Just came back from Target with my mother. We both tried on clothes...in the same dressing room (as this is how she likes to do it). Before I go on, I must tell you something about my mother. My mother and I are the same height and she weighs almost 30 lbs less than me. Since I was a teenager, I have weighed more than my mother. It has only been in the past 8 or 9 years that I have weighed A LOT more than my mother. It is such a crappy feeling to pick up a size 8 and 10, while she grabs her 0 and 2. Mothers are supposed to be bigger than their daughters. I'M supposed to be grabbing the small size...especially since I have yet to have a child myself. But no...not me.

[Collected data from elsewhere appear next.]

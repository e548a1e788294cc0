use std::fs::{self, File};
use std::io;
use std::path::Path;

use log::LevelFilter;
use simplelog::{ConfigBuilder, WriteLogger};

/// Routes `log` output to `path`; stdout belongs to the terminal UI.
///
/// Creates the parent directory when needed and truncates an existing log.
pub fn init(path: &Path, level: LevelFilter) -> io::Result<()> {
    if level == LevelFilter::Off {
        return Ok(());
    }

    if let Some(parent) = path.parent() {
        fs::create_dir_all(parent)?;
    }

    let config = ConfigBuilder::new()
        .set_target_level(LevelFilter::Error)
        .set_location_level(LevelFilter::Debug)
        .build();

    WriteLogger::init(level, config, File::create(path)?).map_err(io::Error::other)
}
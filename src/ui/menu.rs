use ratatui::Frame;
use ratatui::layout::{Alignment, Constraint, Layout, Position as CursorPosition, Rect};
use ratatui::style::{Modifier, Style};
use ratatui::text::Line;
use ratatui::widgets::{Block, Clear, Paragraph};
use unicode_width::UnicodeWidthStr;

use crate::app::App;
use crate::config::{MAX_USERNAME_CHARS, PALETTE};
use crate::game::Collision;
use crate::score::ScoreBackend;

const LEADERBOARD_ROWS: usize = 8;

/// Draws the user picker: a name field above the leaderboard.
pub fn render_user_select<B: ScoreBackend>(frame: &mut Frame<'_>, area: Rect, app: &App<B>) {
    let popup = centered_popup(area, 80, 90);
    frame.render_widget(Clear, popup);

    let block = Block::bordered()
        .title(" player ")
        .border_style(Style::new().fg(PALETTE.border));
    let inner = block.inner(popup);
    frame.render_widget(block, popup);

    let [prompt_row, input_row, message_row, board_rows, footer_row] = Layout::vertical([
        Constraint::Length(1),
        Constraint::Length(1),
        Constraint::Length(1),
        Constraint::Min(1),
        Constraint::Length(1),
    ])
    .areas(inner);

    frame.render_widget(
        Paragraph::new(Line::from("Type a new name or pick one below"))
            .alignment(Alignment::Center),
        prompt_row,
    );

    let field = format!("> {}", app.name_input());
    let field_width = u16::try_from(field.width()).unwrap_or(u16::MAX);
    frame.render_widget(
        Paragraph::new(Line::from(field)).style(
            Style::default()
                .fg(PALETTE.score)
                .add_modifier(Modifier::BOLD),
        ),
        input_row,
    );
    let cursor_x = input_row
        .x
        .saturating_add(field_width)
        .min(input_row.right().saturating_sub(1));
    frame.set_cursor_position(CursorPosition::new(cursor_x, input_row.y));

    if let Some(message) = app.message() {
        frame.render_widget(
            Paragraph::new(Line::from(message.to_owned()))
                .alignment(Alignment::Center)
                .style(Style::default().fg(PALETTE.danger)),
            message_row,
        );
    }

    let ranked = app.ranked();
    let lines: Vec<Line<'_>> = if ranked.is_empty() {
        vec![Line::from("No players yet").style(Style::default().fg(PALETTE.muted))]
    } else {
        ranked
            .iter()
            .enumerate()
            .take(LEADERBOARD_ROWS)
            .map(|(index, (name, best))| {
                let marker = if app.selected() == Some(index) { '>' } else { ' ' };
                let line = Line::from(format!(
                    "{marker} {:>2}. {} {best:>6}",
                    index + 1,
                    pad_to_width(name, MAX_USERNAME_CHARS)
                ));
                if app.selected() == Some(index) {
                    line.style(Style::default().add_modifier(Modifier::REVERSED))
                } else {
                    line
                }
            })
            .collect()
    };
    frame.render_widget(
        Paragraph::new(lines).alignment(Alignment::Center),
        board_rows,
    );

    frame.render_widget(
        Paragraph::new(Line::from("[Enter] Play  [Up]/[Down] Pick  [Esc] Quit"))
            .alignment(Alignment::Center)
            .style(Style::default().fg(PALETTE.muted)),
        footer_row,
    );
}

/// Draws the pre-run prompt.
pub fn render_ready_menu(frame: &mut Frame<'_>, area: Rect, best: u32) {
    let popup = centered_popup(area, 70, 45);
    frame.render_widget(Clear, popup);

    let lines = vec![
        Line::from("READY"),
        Line::from(""),
        Line::from(format!("Best score: {best}")),
        Line::from(""),
        Line::from("[Enter]/[Space] Start"),
        Line::from("[U] Switch player  [Q] Quit"),
    ];
    frame.render_widget(
        Paragraph::new(lines)
            .alignment(Alignment::Center)
            .block(Block::bordered().title(" start ")),
        popup,
    );
}

/// Draws the pause screen as a centered popup.
pub fn render_pause_menu(frame: &mut Frame<'_>, area: Rect) {
    let popup = centered_popup(area, 60, 30);
    frame.render_widget(Clear, popup);

    let lines = vec![
        Line::from("PAUSED"),
        Line::from(""),
        Line::from("[P] Resume"),
        Line::from("[Q] Quit"),
    ];
    frame.render_widget(
        Paragraph::new(lines)
            .alignment(Alignment::Center)
            .block(Block::bordered().title(" pause ")),
        popup,
    );
}

/// Draws the game-over screen as a centered popup.
pub fn render_game_over_menu<B: ScoreBackend>(frame: &mut Frame<'_>, area: Rect, app: &App<B>) {
    let popup = centered_popup(area, 70, 60);
    frame.render_widget(Clear, popup);

    let score = app.simulation().score();
    let summary = app.last_run();
    let best = summary.map_or(score, |run| run.best);
    let new_best = summary.is_some_and(|run| run.new_best);

    let mut lines = vec![
        Line::from("GAME OVER").style(
            Style::default()
                .fg(PALETTE.danger)
                .add_modifier(Modifier::BOLD),
        ),
        Line::from(""),
        Line::from(format!("Score: {score}")).style(Style::default().fg(PALETTE.score)),
        Line::from(format!("Best: {best}")),
        Line::from(collision_text(app.simulation().collision())),
        Line::from(if new_best { "New best score!" } else { "" }),
    ];
    if let Some(message) = app.message() {
        lines.push(Line::from(message.to_owned()).style(Style::default().fg(PALETTE.danger)));
    }
    lines.extend([
        Line::from(""),
        Line::from("[Enter]/[Space] Play again"),
        Line::from("[U] Switch player  [Q] Quit"),
    ]);

    frame.render_widget(
        Paragraph::new(lines)
            .alignment(Alignment::Center)
            .block(Block::bordered().title(" game over ")),
        popup,
    );
}

fn collision_text(collision: Option<Collision>) -> &'static str {
    match collision {
        Some(Collision::Wall) => "Cause: hit the wall",
        Some(Collision::SelfBite) => "Cause: bit yourself",
        None => "",
    }
}

/// Right-pads `text` with spaces to `width` display columns.
fn pad_to_width(text: &str, width: usize) -> String {
    let padding = width.saturating_sub(text.width());
    format!("{text}{}", " ".repeat(padding))
}

fn centered_popup(area: Rect, width_percent: u16, height_percent: u16) -> Rect {
    let [_, mid, _] = Layout::vertical([
        Constraint::Percentage((100 - height_percent) / 2),
        Constraint::Percentage(height_percent),
        Constraint::Percentage((100 - height_percent) / 2),
    ])
    .areas(area);

    let [_, center, _] = Layout::horizontal([
        Constraint::Percentage((100 - width_percent) / 2),
        Constraint::Percentage(width_percent),
        Constraint::Percentage((100 - width_percent) / 2),
    ])
    .areas(mid);

    center
}

#[cfg(test)]
mod tests {
    use unicode_width::UnicodeWidthStr;

    use super::{collision_text, pad_to_width};
    use crate::game::Collision;

    #[test]
    fn names_pad_by_display_width() {
        assert_eq!(pad_to_width("bob", 6), "bob   ");
        assert_eq!(pad_to_width("蛇", 4).width(), 4);
        assert_eq!(pad_to_width("much-too-long", 4), "much-too-long");
    }

    #[test]
    fn collision_causes_are_described() {
        assert_eq!(collision_text(Some(Collision::Wall)), "Cause: hit the wall");
        assert_eq!(collision_text(Some(Collision::SelfBite)), "Cause: bit yourself");
        assert_eq!(collision_text(None), "");
    }
}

So, let me take you back to the Target fitting room. I was trying on shorts from Target with my itty bitty mother and I caught a glimpse...it was a terrible glimpse. First, let me back up again. Target is nice enough to not only have a dressing room mirror on one side of the room...but they have mirrors on BOTH sides of the room....providing a 360 degree look at yourself as you try on their clothing. So, as I was looking to see if the size 10 white shorts fit...I looked and saw my behind in the back mirror. Oh...my...God! I was in shock...rendered speechless actually. My behind was so wide and unattractive that I couldn't believe it. I would have started crying if my tiny little mother wasn't there. I looked once...then I looked again. It was truly horrific. I looked up at her in the size 2 shorts that were falling off her body to see if she saw it too. She was too busy snapping her pants and saying something about, "Target clothes never fit me right." I nod. Me neither, I think to myself. I quickly take the shorts off, and push down those feelings of disgust with myself and envy for her. I feel dizzy.
Why did I let myself get this big? How did this happen to me? Will it ever be different? Will I ever be small like her? How, how, how?!!?! When, when, when!?!?
As she drove off, after dropping me at home, I opened the plastic container of the leftover Thai food that we had just eaten for lunch and I dug in. Three heaping mouthfuls...one for every size bigger I am than her. God, I hate dressing room mirrors!